Right now, 100 million Americans want to quit their jobs and start their own businesses. But while 70% of the American workforce wants to be self-employed, less than 7% is. Despite all the current talk about the gig economy, the widening gap between entrepreneurship and employment in America is the largest in history. Each year, more and more Americans want to start their own business. Yet each year, fewer and fewer do.

With very few exceptions, self-employment rates in America have decreased every year since the baby boom. Just twenty-five years ago, entrepreneurs made up more than 12% of the workforce. Today, it is little more than half that. And self-employment rates aren’t just low by American standards, they now rank among the lowest of any country in the world. But the most striking aspect of the entrepreneurship gap is that it crosses all races, genders, education levels, and socio-economic barriers.

For most, the American Dream will always be just a dream.

Fortunately, even though business creation continues to trend downward, Americans haven’t lost their infamous entrepreneurial spirit. Millennial and Gen Z workers have strong self-employment inclinations. As they entered the workforce, the percentage of would-be entrepreneurs in America has trended upward and now ranks third in the world behind Poland and Portugal. Russia, Denmark, and Norway are at the bottom of the entrepreneurial spirit list—only about 30% of their citizens want to be self-employed. In spite of their apparent lack of entrepreneurial spirit, all three currently boast higher levels of actual entrepreneurship than the United States.

Many would-be entrepreneurs blame their inaction on a lack of resources. But America has the most extensive system for small business funding and support in the world. The U.S.A. has more small business loan programs, grants, scholarships, educational courses, and business development organizations than the rest of the world combined. In fact, many countries with much higher levels of self-employment offer just a fraction of the support provided in America.

The problem is not a lack of desire or opportunity.

Economists and politicians love to point at one statistic or another and blame some aspect of society for the reduction in startups. But the only thing that could stop 100 million Americans from doing what they want is 100 million Americans. Our entrepreneurial instincts are losing a battle against a tenacious and invisible enemy: ourselves. More and more, we are not choosing to explore the limits of our potential. Instead, we are choosing predictable misery over the misery of uncertainty.

Humans instinctively avoid taking steps that we expect will yield a negative result. When you do something, you do it because you think good outcomes will follow. Whether it’s buying a house, selling a home, or changing jobs, you do it because you believe that action will produce a positive effect. Today we call it optimism—the belief that events in the future will be better than the present and the past.

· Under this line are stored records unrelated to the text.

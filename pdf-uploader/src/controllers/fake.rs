//! In-memory `FilesApi` for controller tests.

use crate::error::TransportError;
use crate::models::{FilePage, FileRecord, PendingFile, QueryState};
use crate::services::{FilesApi, ProgressTracker};
use async_trait::async_trait;
use chrono::{TimeZone, Utc};
use reqwest::StatusCode;
use std::collections::VecDeque;
use std::sync::{Arc, Mutex};
use tokio::sync::oneshot;

type Scripted<T> = Result<T, (StatusCode, String)>;

struct ScriptedList {
    response: Scripted<FilePage>,
    release: Option<oneshot::Receiver<()>>,
}

#[derive(Default)]
pub struct FakeFilesApi {
    list_script: Mutex<VecDeque<ScriptedList>>,
    upload_script: Mutex<VecDeque<Scripted<()>>>,
    delete_script: Mutex<VecDeque<Scripted<()>>>,
    pub list_calls: Mutex<Vec<QueryState>>,
    pub upload_calls: Mutex<Vec<Vec<PendingFile>>>,
    pub delete_calls: Mutex<Vec<String>>,
}

impl FakeFilesApi {
    pub fn new() -> Arc<Self> {
        Arc::new(Self::default())
    }

    pub fn push_list(&self, response: Scripted<FilePage>) {
        self.list_script.lock().unwrap().push_back(ScriptedList {
            response,
            release: None,
        });
    }

    /// Queue a list response that is held back until the returned sender fires.
    pub fn push_gated_list(&self, response: Scripted<FilePage>) -> oneshot::Sender<()> {
        let (tx, rx) = oneshot::channel();
        self.list_script.lock().unwrap().push_back(ScriptedList {
            response,
            release: Some(rx),
        });
        tx
    }

    pub fn push_upload(&self, response: Scripted<()>) {
        self.upload_script.lock().unwrap().push_back(response);
    }

    pub fn push_delete(&self, response: Scripted<()>) {
        self.delete_script.lock().unwrap().push_back(response);
    }

    pub fn list_count(&self) -> usize {
        self.list_calls.lock().unwrap().len()
    }

    pub fn upload_count(&self) -> usize {
        self.upload_calls.lock().unwrap().len()
    }
}

fn into_transport<T>(scripted: Scripted<T>) -> Result<T, TransportError> {
    scripted.map_err(|(status, body)| TransportError::Status { status, body })
}

#[async_trait]
impl FilesApi for FakeFilesApi {
    async fn list_files(&self, query: &QueryState) -> Result<FilePage, TransportError> {
        self.list_calls.lock().unwrap().push(query.clone());
        let scripted = self.list_script.lock().unwrap().pop_front();

        let Some(scripted) = scripted else {
            return Ok(empty_page());
        };
        if let Some(release) = scripted.release {
            let _ = release.await;
        }
        into_transport(scripted.response)
    }

    async fn upload_files(
        &self,
        files: Vec<PendingFile>,
        progress: Arc<ProgressTracker>,
    ) -> Result<(), TransportError> {
        for file in &files {
            progress.record(file.len());
        }
        self.upload_calls.lock().unwrap().push(files);
        let scripted = self.upload_script.lock().unwrap().pop_front();
        into_transport(scripted.unwrap_or(Ok(())))
    }

    async fn delete_file(&self, filename: &str) -> Result<(), TransportError> {
        self.delete_calls.lock().unwrap().push(filename.to_string());
        let scripted = self.delete_script.lock().unwrap().pop_front();
        into_transport(scripted.unwrap_or(Ok(())))
    }
}

pub fn empty_page() -> FilePage {
    FilePage {
        files: Vec::new(),
        total_files: 0,
        total_pages: 0,
    }
}

pub fn record(filename: &str, size_mb: f64) -> FileRecord {
    FileRecord {
        filename: filename.to_string(),
        size_mb,
        uploaded_at: Utc.timestamp_millis_opt(1_690_000_000_000).unwrap(),
    }
}

pub fn page_of(names: &[&str], total_pages: u32) -> FilePage {
    FilePage {
        files: names.iter().map(|name| record(name, 1.0)).collect(),
        total_files: names.len() as u64,
        total_pages,
    }
}

pub fn pdf(name: &str, bytes: usize) -> PendingFile {
    PendingFile::new(name, crate::models::PDF_MIME_TYPE, vec![0u8; bytes])
}
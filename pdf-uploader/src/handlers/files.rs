use crate::controllers::ListingView;
use crate::models::{MaxSize, Notification};
use crate::pages::{CurrentPage, Page};
use askama::Template;
use axum::extract::{Form, Path};
use serde::Deserialize;
use service_core::error::AppError;

#[derive(Template)]
#[template(path = "fragments/file_table.html")]
pub struct FileTableFragment {
    pub listing: ListingView,
    pub notifications: Vec<Notification>,
    /// Also blank the search box (out-of-band).
    pub reset_search: bool,
}

#[derive(Debug, Deserialize)]
pub struct SearchForm {
    #[serde(default)]
    pub filename: String,
}

#[derive(Debug, Deserialize)]
pub struct SizeForm {
    pub size: u8,
}

#[derive(Debug, Deserialize)]
pub struct DeleteForm {
    pub filename: String,
}

async fn render_table(page: &Page, reset_search: bool) -> FileTableFragment {
    FileTableFragment {
        listing: page.listing().view().await,
        notifications: page.drain_notifications().await,
        reset_search,
    }
}

pub async fn list_files(page: CurrentPage) -> FileTableFragment {
    page.ensure_loaded().await;
    page.catch_up_reload().await;
    render_table(&page, false).await
}

pub async fn search(page: CurrentPage, Form(form): Form<SearchForm>) -> FileTableFragment {
    page.listing().set_filename_filter(form.filename).await;
    render_table(&page, false).await
}

pub async fn clear_search(page: CurrentPage) -> FileTableFragment {
    page.listing().clear_search().await;
    render_table(&page, true).await
}

pub async fn set_size(
    page: CurrentPage,
    Form(form): Form<SizeForm>,
) -> Result<FileTableFragment, AppError> {
    let max_size = MaxSize::try_from(form.size).map_err(|e| AppError::BadRequest(anyhow::anyhow!(e)))?;
    page.listing().set_size_filter(max_size).await;
    Ok(render_table(&page, false).await)
}

pub async fn set_page(page: CurrentPage, Path(number): Path<u32>) -> FileTableFragment {
    page.listing().set_page(number).await;
    render_table(&page, false).await
}

pub async fn request_delete(page: CurrentPage, Form(form): Form<DeleteForm>) -> FileTableFragment {
    page.listing().request_delete(form.filename).await;
    render_table(&page, false).await
}

pub async fn confirm_delete(page: CurrentPage, Form(form): Form<DeleteForm>) -> FileTableFragment {
    page.listing().confirm_delete(&form.filename).await;
    render_table(&page, false).await
}

pub async fn cancel_delete(page: CurrentPage) -> FileTableFragment {
    page.listing().cancel_delete().await;
    render_table(&page, false).await
}
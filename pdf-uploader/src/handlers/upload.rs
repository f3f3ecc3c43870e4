use crate::controllers::UploadView;
use crate::models::{Notification, PendingFile, UploadProgress};
use crate::pages::{CurrentPage, Page};
use askama::Template;
use axum::{
    extract::{multipart::MultipartError, Multipart},
    http::StatusCode,
    response::{IntoResponse, Response},
};
use service_core::error::AppError;

/// Event name the listing panel listens for.
pub const FILES_CHANGED_EVENT: &str = "files-changed";

const FILES_FIELD: &str = "files";

#[derive(Template)]
#[template(path = "fragments/upload_panel.html")]
pub struct UploadPanelFragment {
    pub upload: UploadView,
    pub notifications: Vec<Notification>,
}

#[derive(Template)]
#[template(path = "fragments/upload_progress.html")]
pub struct UploadProgressFragment {
    pub progress: UploadProgress,
}

async fn render_panel(page: &Page) -> UploadPanelFragment {
    UploadPanelFragment {
        upload: page.upload().view().await,
        notifications: page.drain_notifications().await,
    }
}

fn multipart_error(e: MultipartError) -> AppError {
    if e.status() == StatusCode::PAYLOAD_TOO_LARGE {
        AppError::PayloadTooLarge(e.body_text())
    } else {
        AppError::BadRequest(anyhow::anyhow!("Invalid multipart body: {}", e.body_text()))
    }
}

/// Stage the files chosen in the picker. Every `files` part counts; an
/// empty part (picker cleared) contributes nothing.
pub async fn select_files(
    page: CurrentPage,
    mut multipart: Multipart,
) -> Result<UploadPanelFragment, AppError> {
    let mut candidates = Vec::new();

    while let Some(field) = multipart.next_field().await.map_err(multipart_error)? {
        if field.name() != Some(FILES_FIELD) {
            continue;
        }

        let file_name = field.file_name().unwrap_or_default().to_string();
        let content_type = field
            .content_type()
            .unwrap_or("application/octet-stream")
            .to_string();
        let data = field.bytes().await.map_err(multipart_error)?;

        if file_name.is_empty() && data.is_empty() {
            continue;
        }
        candidates.push(PendingFile::new(file_name, content_type, data));
    }

    if let Err(e) = page.upload().select_files(candidates).await {
        tracing::debug!(error = %e, "Selection rejected");
    }

    Ok(render_panel(&page).await)
}

pub async fn clear_selection(page: CurrentPage) -> UploadPanelFragment {
    page.upload().clear_selection().await;
    render_panel(&page).await
}

/// Send the staged files. A successful upload also tells the browser to
/// refresh the listing panel.
pub async fn upload(page: CurrentPage) -> Response {
    let result = page.upload().upload().await;
    let fragment = render_panel(&page).await;

    match result {
        Ok(()) => ([("HX-Trigger", FILES_CHANGED_EVENT)], fragment).into_response(),
        Err(e) => {
            tracing::debug!(page_id = %page.id(), error = %e, "Upload did not complete");
            fragment.into_response()
        }
    }
}

pub async fn progress(page: CurrentPage) -> UploadProgressFragment {
    UploadProgressFragment {
        progress: page.upload().progress(),
    }
}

Every action, no matter how small, was born of optimism. Even small, seemingly inconsequential decisions are optimistic. You eat healthy because you believe that doing so will make you feel and look better. You choose your route to work because you believe it is better or faster than the others. You look at the weather before getting dressed because dressing appropriately will make your day better. Better and better and better. We are wired to seek opportunities to improve our circumstances and our lives.

Imagine the first humans ever to build a raft and sail beyond the horizon. They had no idea if other lands even existed. But they weren’t just optimistic, they also genuinely believed in their ability to figure out how to handle whatever challenges arose. With limited food and water, death was the consequence of being wrong. That is the power of having an optimistic vision of the future and trust in your own abilities. That is the power of your Boss Brain.

When early humans emerged on the savannas of Africa, they were just another animal attempting to find their place in the food chain. Their cunning took them across continents and oceans. However, it was not math or the power of deduction that motivated them to explore. It was the capacity to envision a better life somewhere other than where they were. And in that life, they would flourish, thrive, and reproduce without worry or concern.

Psychologists initially rejected the idea that humans are instinctively optimistic. But Tali Sharot, author of The Optimism Bias, has proven that humans are inherently optimistic. Psychologists have now embraced the critical role optimism played in human development. The ability to envision a better future in a different place or time was crucial. Sharot noted that the bias “protects and inspires us: it keeps us moving... without optimism, our ancestors might never have ventured far from their tribes, and we might all be cave dwellers, still huddled together and dreaming of light and heat.”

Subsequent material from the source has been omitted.